Montag, 19. März 2007

Traumtagebuch I

Traum vom 18. März: [in letzter Zeit dreht sich mein nächtliches Erleben öfter um verschiedene Arten des Sterbens].

Ich bin unterwegs mit einer Gruppe ehemaliger Schulkameraden - was wir uns ansehen wollen ist eigentlich irrelevant, ich erinnere mich auch nicht mehr. Unter den Leuten sind einige, die ich nicht kenne, zb das schlanke, zerbrechlich wirkende Mädchen mit den langen, braunen Haaren. Ich weiß, dass jemand sterben wird und dass ich etwas dagegen unternehmen sollte, dass nur ich etwas dagegen unternehmen kann.
Wir laufen über die Straße, jemand spricht mit mir - ich kenne ihn, wer ist es? - das merkwürdige, flatternde Gefühl in meiner Magengegend wird stärker. Dann drehe ich mich um und sehe das Mädchen als letzte über die Straße gehen, in die plötzlich Schienen eingelassen sind. Der mattglänzende Asphalt verliert seine Farbe und wird zu Erde.
Mit einer grazilen Bewegung dreht sich das Mädchen einmal um die Achse und fällt dann besinnungslos zu Boden. Ich bin nicht einmal erstaunt, wusste ja schon lange zuvor, was passieren würde - ich laufe zu ihr, hebe sie auf - sie ist ganz leicht - und wiege sie in meinen Armen. Nach ein paar Sekunden fängt sie an zu keuchen, offensichtlich ist sie noch am Leben. Meine Freunde tauchen neben mir auf, aber ich nehme sie nur ganz verschwommen wahr.
Der Verstand setzt nun wieder ein und ich erinnere mich an den Erste Hilfe Kurs, den ich letztes Jahr erneut gemacht habe... was muss ich tun?
Da öffnet sie die Augen und sieht mich an. Ich weiß nicht, ob sie bei Bewusstsein ist, aber der Blick geht mir durch Mark und Bein. Ihre Augen haben das tiefste Blau, das ich je gesehen habe, und es liegt unendlich viel Trost darin. Ich murmle ein paar Worte, an die verschwommenen Gestalten um mich herum gerichtet.
Über der Szenerie liegt ein beinah undurchsichtiger Schleier, ich bin traurig und doch glücklich, während sie in meinen Armen liegt und stirbt (das Gefäß in ihrem Gehirn ist geplatzt).
Ich drehe sie auf den Bauch, sodass ich ihr Gesicht nicht mehr sehe, und lausche ihrem Atem. Dann nehme ich ein Buch aus meinem Rucksack und beginne, ihr daraus vorzulesen, weil ich glaube, dass es sie beruhigen könnte. Merkwürdigerweise ist es Virginia Woolfs "Orlando", das in perfekter Weise die beinah friedliche, transzendente Stimmung dieser Minuten in Worte zu fassen vermag.
Nachdem ich den Absatz fertiggelesen habe, drehe ich sie sanft wieder um. Ihre Augen sind noch offen, auch das Blau hat nichts von seiner Stärke und seinem Ausdruck verloren, und doch weiß ich in dem Moment, dass sie tot ist.
Ich stehe auf. Ein alter Schulfreund kommt an meine Seite und erzählt mir, dass er gestern abend noch mit ihr gegessen hat. Die Traurigkeit ist vollends verflogen, auch in seiner Stimme merke ich nichts davon.

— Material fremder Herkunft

//! Error taxonomy for a raw-to-staging run.
//!
//! Only [`StageError::NoData`], [`StageError::Storage`] and [`StageError::Config`]
//! abort a run. Every other variant is scoped to a single source file and is
//! recorded in the [`BatchSummary`](crate::driver::BatchSummary) by the driver.

use crate::io::cloud::CloudIOError;
use thiserror::Error;

/// Result alias used throughout the crate.
pub type StageResult<T> = Result<T, StageError>;

#[derive(Debug, Error)]
pub enum StageError {
    /// No dated partitions exist under the raw input root.
    #[error("no date folders found under {location}")]
    NoData { location: String },

    /// A table's schema declaration is missing, unreadable, or malformed.
    #[error("failed to load schema for table '{table}': {message}")]
    SchemaLoad { table: String, message: String },

    /// Reading or normalizing one source file failed.
    #[error("failed to transform {key}: {message}")]
    Transform { key: String, message: String },

    /// Persisting output or registering the table failed.
    #[error("failed to write {location}: {message}")]
    Write { location: String, message: String },

    /// Listing the object store failed while locating the batch.
    #[error("storage error: {0}")]
    Storage(#[from] CloudIOError),

    /// The job configuration is unusable.
    #[error("invalid configuration: {0}")]
    Config(String),
}

impl StageError {
    pub fn schema_load(table: impl Into<String>, message: impl ToString) -> Self {
        Self::SchemaLoad {
            table: table.into(),
            message: message.to_string(),
        }
    }

    pub fn transform(key: impl Into<String>, message: impl ToString) -> Self {
        Self::Transform {
            key: key.into(),
            message: message.to_string(),
        }
    }

    pub fn write(location: impl Into<String>, message: impl ToString) -> Self {
        Self::Write {
            location: location.into(),
            message: message.to_string(),
        }
    }

    /// Whether this error aborts the whole run rather than a single file.
    #[must_use]
    pub const fn is_fatal(&self) -> bool {
        matches!(
            self,
            Self::NoData { .. } | Self::Storage(_) | Self::Config(_)
        )
    }
}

Die Erinnerung an diesen Traum blieb heute den ganzen Tag über ungewöhnlich klar, ebenso wie das Gefühl, das ich in dem Moment hatte, als das Mädchen starb.
Ich frage mich, was mir durch sie gezeigt werden sollte, welcher Teil von mir sie war - ihr Tod geht mir nahe, und doch macht er mich nicht unglücklich.

Montag, 12. März 2007

Der Kampf um die Aufmerksamkeit

... ist ja für jeden Blogger relevant.

Zum Thema Kampf-um-Aufmerksamkeit sind mir schon viele merkwürdige Dinge untergekommen. Natürlich vorrangig zahlreiche Männer, die versuchen, sich durch das Aufzählen uninteressanter Banalitäten wichtig zu machen (..und tschüss - ich weiß mir mit dem Tag besseres anzufangen. Bin ich die Caritas, dass ich bei derartig verlorenen Gestalten dann auch noch mein Helfersyndrom auspacken soll? Mit mir nicht.). Nach dem Motto: wer sich selbst nicht sicher genug ist, der versucht oftmals verzweifelt, zumindest sein Gegenüber von sich zu überzeugen. Traurig.
Noch besser: ein Gespräch mit einer Freundin letzthin. Schon in der Anfangsphase fiel mir ihre Neigung auf, mich ständig in allen angesprochenen Punkten übertreffen zu müssen. Suspekt wurde es, als sie anfing, sich weitschweifig über ihre persönlichen Probleme zuhause auszulassen. Zuerst war ich der Meinung, sie hätte eine entlastende Aussprache nötig - miserabel war ihre Lage ja, und ich war auch gerne bereit, ihr zuzuhören und sie aufzubauen. Doch vergeblich. Sie wollte gar kein Verständnis (meine Sätze hatte sie dutzendmal auch von anderen gehört, denen sie dieselben Geschichten erzählte) - sie wollte sich schlichtweg profilieren und mit ihrem Unglück vor mir prahlen. Offensichtlich war ihr Leiden weithin das einzige, was sie von anderen abhob und zu etwas Besonderem machen konnte, wodurch sie sich von ihrem sozialen Umfeld etwas Wertschätzung erhoffte.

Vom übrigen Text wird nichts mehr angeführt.